Le gouvernement burkinabè a publié un communiqué officiel le 7 juillet 2026 pour rappeler l’obligation de recourir à une plateforme dédiée pour toute initiative de mobilisation de ressources ou d’appels à la solidarité dans le pays. Selon RFI, cette mesure vise à lutter contre les collectes organisées en dehors du cadre réglementaire, jugées parfois préjudiciables à la dignité des personnes concernées.
Ce qu'il faut retenir
- Un communiqué ministériel publié le 7 juillet 2026 appelle à utiliser une plateforme officielle pour toute initiative de mobilisation ou de collecte de fonds.
- Le ministère burkinabè de la Famille et de la Solidarité dénonce des appels à la solidarité organisés hors du cadre réglementaire.
- Les autorités craignent que ces initiatives ne portent « atteinte à la dignité » des personnes visées par les collectes.
- Le texte s’adresse aux citoyens, associations, partenaires et influenceurs, les invitant à se conformer aux nouvelles règles.
Une plateforme officielle pour encadrer les mobilisations
Dans ce communiqué, le ministère burkinabè de la Famille et de la Solidarité rappelle que toute initiative de mobilisation — qu’il s’agisse de collectes de fonds ou d’appels à la solidarité — doit désormais transiter par une plateforme en ligne mise en place par les autorités.
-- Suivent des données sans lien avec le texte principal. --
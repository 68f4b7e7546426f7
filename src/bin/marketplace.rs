//! Marketplace CLI
//!
//! Terminal front end for the marketplace ledger: lists offers and
//! resources with per-row eligibility, accepts offers, and publishes new
//! ones. All decisions come from the engine and flows; this binary only
//! renders them.
//!
//! ## Usage
//!
//! ```bash
//! cargo run --bin marketplace -- --config marketplace.toml offers
//! ```
//!
//! Or set the config path via environment variable:
//!
//! ```bash
//! MARKETPLACE_CONFIG_PATH=marketplace.toml cargo run --bin marketplace -- resources
//! ```

use std::sync::Arc;

use anyhow::{Context, Result};
use clap::{Parser, Subcommand};
use tracing::info;
use uuid::Uuid;

use marketplace_client::{
    flows::accept::AcceptFlow,
    flows::create::CreateOfferFlow,
    flows::listing::{load_offer_board, load_resource_board},
    LedgerClient, MarketplaceConfig, Session,
};

#[derive(Parser, Debug)]
#[command(name = "marketplace")]
#[command(about = "Marketplace client - browse, offer, and accept exchanges on the ledger")]
struct Args {
    /// Path to configuration file (default: config/marketplace.toml or
    /// MARKETPLACE_CONFIG_PATH env var)
    #[arg(short, long)]
    config: Option<String>,

    /// Session public key, overriding the configured one
    #[arg(short, long)]
    key: Option<String>,

    #[command(subcommand)]
    command: Command,
}

#[derive(Subcommand, Debug)]
enum Command {
    /// List open offers with accept eligibility
    Offers {
        /// Only offers of this resource
        #[arg(long)]
        source: Option<String>,
        /// Only offers requesting this resource
        #[arg(long)]
        target: Option<String>,
    },
    /// List resources with offer/request eligibility
    Resources,
    /// Accept an offer
    Accept {
        offer_id: Uuid,
        /// Quantity of the offered resource to ask for
        #[arg(long, default_value_t = 1)]
        quantity: u64,
    },
    /// Publish an offer of a resource
    Create {
        /// Resource to offer
        #[arg(long)]
        source_resource: String,
        /// Units given per exchange
        #[arg(long)]
        source_quantity: u64,
        /// Resource requested in return; omit together with
        /// target-quantity for a free offer
        #[arg(long)]
        target_resource: Option<String>,
        /// Units requested per exchange
        #[arg(long)]
        target_quantity: Option<u64>,
        #[arg(long)]
        label: Option<String>,
        /// Limit the offer to a single acceptance
        #[arg(long)]
        exchange_once: bool,
    },
}

#[tokio::main]
async fn main() -> Result<()> {
    let args = Args::parse();

    tracing_subscriber::fmt::init();

    let config = match &args.config {
        Some(path) => MarketplaceConfig::load_from_path(path)?,
        None => MarketplaceConfig::load()?,
    };
    info!("Ledger URL: {}", config.api.base_url);

    let client = Arc::new(LedgerClient::new(&config.api)?);
    let key = args.key.or_else(|| config.session.public_key.clone());
    let session = Arc::new(Session::new(client.clone(), key)?);

    match args.command {
        Command::Offers { source, target } => {
            let board = load_offer_board(&client, &session).await?;
            let offers = board.filtered(source.as_deref(), target.as_deref());
            if offers.is_empty() {
                println!("there are currently no available offers");
                return Ok(());
            }
            for entry in offers {
                let offer = &entry.offer;
                let requested = match entry.target_resource.as_deref() {
                    Some(name) => format!("{} x{}", name, offer.target_quantity),
                    None => "free".to_string(),
                };
                let acceptable = if entry.can_accept(board.account.as_ref()) {
                    "accept: yes"
                } else {
                    "accept: no"
                };
                println!(
                    "{}  {}  {} x{} -> {}  [{}]",
                    offer.id,
                    offer.label.as_deref().unwrap_or("-"),
                    entry.source_resource.as_deref().unwrap_or("?"),
                    offer.source_quantity,
                    requested,
                    acceptable,
                );
            }
        }
        Command::Resources => {
            let board = load_resource_board(&client, &session).await?;
            if board.resources.is_empty() {
                println!("there are currently no available resources");
                return Ok(());
            }
            for resource in &board.resources {
                println!(
                    "{}  offer: {}  request: {}  {}",
                    resource.name,
                    if board.can_offer(resource) { "yes" } else { "no" },
                    if board.can_request() { "yes" } else { "no" },
                    resource.description.as_deref().unwrap_or(""),
                );
            }
        }
        Command::Accept { offer_id, quantity } => {
            let mut flow = AcceptFlow::init(
                client.clone(),
                session.clone(),
                offer_id,
                config.settle_delay(),
            )
            .await?;
            flow.set_input_quantity(quantity);
            let resolved = flow.resolved();
            if !flow.is_valid() {
                anyhow::bail!(
                    "cannot accept offer {}: no valid exchange for quantity {}",
                    offer_id,
                    quantity
                );
            }
            println!(
                "accepting {} unit(s): receive {} {}, pay {}",
                resolved.count,
                resolved.input_quantity,
                flow.offered_resource(),
                match flow.requested_resource() {
                    Some(name) => format!("{} {}", resolved.output_quantity, name),
                    None => "nothing".to_string(),
                },
            );
            flow.submit().await?;
            println!("acceptance settled");
        }
        Command::Create {
            source_resource,
            source_quantity,
            target_resource,
            target_quantity,
            label,
            exchange_once,
        } => {
            let mut flow = CreateOfferFlow::init(
                client.clone(),
                session.clone(),
                Some(&source_resource),
                target_resource.as_deref(),
                config.settle_delay(),
            )
            .await?;
            flow.label = label;
            flow.source_quantity = source_quantity;
            flow.exchange_once = exchange_once;
            match target_quantity {
                Some(quantity) => flow.target_quantity = quantity,
                None => flow.select_free(),
            }
            if !flow.is_valid() {
                anyhow::bail!("offer form is incomplete; check quantities and target");
            }
            flow.submit().await?;
            println!("offer published");
        }
    }

    Ok(())
}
Cette mesure s’applique à l’ensemble des acteurs concernés : citoyens, organisations de la société civile, associations, partenaires et même influenceurs. L’objectif affiché est double : structurer les démarches et éviter les dérives, notamment celles qui pourraient nuire aux bénéficiaires des collectes.
Selon le texte, certains appels publics à la solidarité, bien que bien intentionnés, échappent encore aux règles en vigueur. Ils sont parfois organisés de manière informelle, sans contrôle préalable des autorités, ce qui expose les populations à des risques de manipulation ou de manque de transparence.
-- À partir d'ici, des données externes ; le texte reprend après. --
//! Listing boards
//!
//! Read-only state behind the offer and resource listing pages: offers
//! annotated with their source/target resource names, the session account
//! snapshot with aggregated quantities, and the eligibility of each row's
//! actions. Empty ledgers are a normal state; listing endpoints that 404
//! collapse to empty boards rather than errors.

use std::collections::HashMap;
use std::future::Future;

use anyhow::Result;
use uuid::Uuid;

use crate::engine::eligibility;
use crate::engine::quantities::AccountSnapshot;
use crate::ledger_client::{ApiError, LedgerClient};
use crate::models::{Offer, Resource};
use crate::session::Session;

/// An offer paired with the resource names behind its asset references.
///
/// Offers reference assets by id; the names come from scanning every
/// account's asset list, so an offer whose assets belong to an unknown
/// account keeps `None` here and stays unacceptable.
#[derive(Debug, Clone)]
pub struct AnnotatedOffer {
    pub offer: Offer,
    pub source_resource: Option<String>,
    pub target_resource: Option<String>,
}

impl AnnotatedOffer {
    /// Whether the accept action is enabled for the given session account.
    pub fn can_accept(&self, account: Option<&AccountSnapshot>) -> bool {
        eligibility::can_accept_offer(
            account,
            self.target_resource.as_deref(),
            self.offer.target_quantity,
        )
    }
}

/// State behind the offer listing page.
#[derive(Debug, Clone)]
pub struct OfferBoard {
    pub offers: Vec<AnnotatedOffer>,
    pub account: Option<AccountSnapshot>,
}

impl OfferBoard {
    /// Offers matching the optional source/target resource filters.
    pub fn filtered(&self, source: Option<&str>, target: Option<&str>) -> Vec<&AnnotatedOffer> {
        self.offers
            .iter()
            .filter(|offer| match source {
                Some(name) => offer.source_resource.as_deref() == Some(name),
                None => true,
            })
            .filter(|offer| match target {
                Some(name) => offer.target_resource.as_deref() == Some(name),
                None => true,
            })
            .collect()
    }

    /// Distinct source resource names, for the filter dropdown.
    pub fn source_resources(&self) -> Vec<&str> {
        dedup(self.offers.iter().filter_map(|o| o.source_resource.as_deref()))
    }

    /// Distinct target resource names, for the filter dropdown.
    pub fn target_resources(&self) -> Vec<&str> {
        dedup(self.offers.iter().filter_map(|o| o.target_resource.as_deref()))
    }
}

/// State behind the resource listing page.
#[derive(Debug, Clone)]
pub struct ResourceBoard {
    pub resources: Vec<Resource>,
    pub account: Option<AccountSnapshot>,
}

impl ResourceBoard {
    /// Whether the offer action is enabled for a resource row.
    pub fn can_offer(&self, resource: &Resource) -> bool {
        eligibility::can_offer_resource(self.account.as_ref(), resource)
    }

    /// Whether the request action is enabled.
    pub fn can_request(&self) -> bool {
        eligibility::can_request_resource(self.account.as_ref())
    }
}

/// Load the offer board: every offer annotated with resource names, plus
/// the session account snapshot when logged in.
///
/// Offers and accounts are fetched concurrently and both must resolve
/// before annotation runs.
pub async fn load_offer_board(client: &LedgerClient, session: &Session) -> Result<OfferBoard> {
    let (offers, accounts) = tokio::try_join!(
        or_empty(client.get_offers()),
        or_empty(client.get_accounts()),
    )?;

    // Pair each asset id with its resource name across all accounts
    let asset_resources: HashMap<Uuid, String> = accounts
        .iter()
        .flat_map(|account| &account.assets)
        .map(|asset| (asset.id, asset.resource.clone()))
        .collect();

    let annotated = offers
        .into_iter()
        .map(|offer| AnnotatedOffer {
            source_resource: asset_resources.get(&offer.source).cloned(),
            target_resource: offer
                .target
                .and_then(|target| asset_resources.get(&target).cloned()),
            offer,
        })
        .collect();

    // The session account is picked out of the accounts dump rather than
    // fetched again
    let account = match session.public_key().await {
        Some(key) => accounts
            .into_iter()
            .find(|account| account.public_key == key)
            .map(AccountSnapshot::of),
        None => None,
    };

    Ok(OfferBoard {
        offers: annotated,
        account,
    })
}

/// Load the resource board: every resource plus the session account
/// snapshot when logged in.
pub async fn load_resource_board(
    client: &LedgerClient,
    session: &Session,
) -> Result<ResourceBoard> {
    let (account, resources) = tokio::try_join!(session.account(), or_empty(client.get_resources()))?;

    Ok(ResourceBoard {
        resources,
        account: account.map(AccountSnapshot::of),
    })
}

/// Collapse a benign-absent listing response into an empty list.
async fn or_empty<T>(
    request: impl Future<Output = Result<Vec<T>, ApiError>>,
) -> Result<Vec<T>, ApiError> {
    match request.await {
        Ok(items) => Ok(items),
        Err(err) if err.is_not_found() => Ok(Vec::new()),
        Err(err) => Err(err),
    }
}

fn dedup<'a>(names: impl Iterator<Item = &'a str>) -> Vec<&'a str> {
    let mut seen = Vec::new();
    for name in names {
        if !seen.contains(&name) {
            seen.push(name);
        }
    }
    seen
}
Des collectes débridées au détriment de la dignité des populations
Le communiqué ministériel souligne un problème récurrent : la promotion d’appels à la solidarité en dehors du cadre légal peut, dans certains cas, « porter atteinte à la dignité des personnes concernées ». Cette critique vise notamment les campagnes de collecte menées sans validation des structures officielles, où les fonds recueillis ne sont pas toujours utilisés de manière optimale ou équitable. Les autorités burkinabè estiment que cette situation nécessite une régulation plus stricte pour garantir l’éthique et l’efficacité des aides distribuées.
Pour justifier cette décision, le ministère évoque la nécessité de protéger les bénéficiaires des collectes, qu’il s’agisse de familles en difficulté, de victimes de crises humanitaires ou de projets communautaires. L’encadrement permettrait d’assurer une meilleure traçabilité des fonds et d’éviter les détournements ou les utilisations inappropriées des ressources mobilisées.
Cette initiative s’inscrit dans une volonté plus large du gouvernement burkinabè de renforcer le contrôle des flux financiers liés aux actions solidaires. Elle intervient alors que le pays fait face à des défis socio-économiques persistants, nécessitant une coordination accrue des aides et des ressources. Reste à voir si les acteurs locaux et internationaux respecteront cette nouvelle exigence, ou si des résistances apparaîtront face à ce qui pourrait être perçu comme une restriction de leur liberté d’action.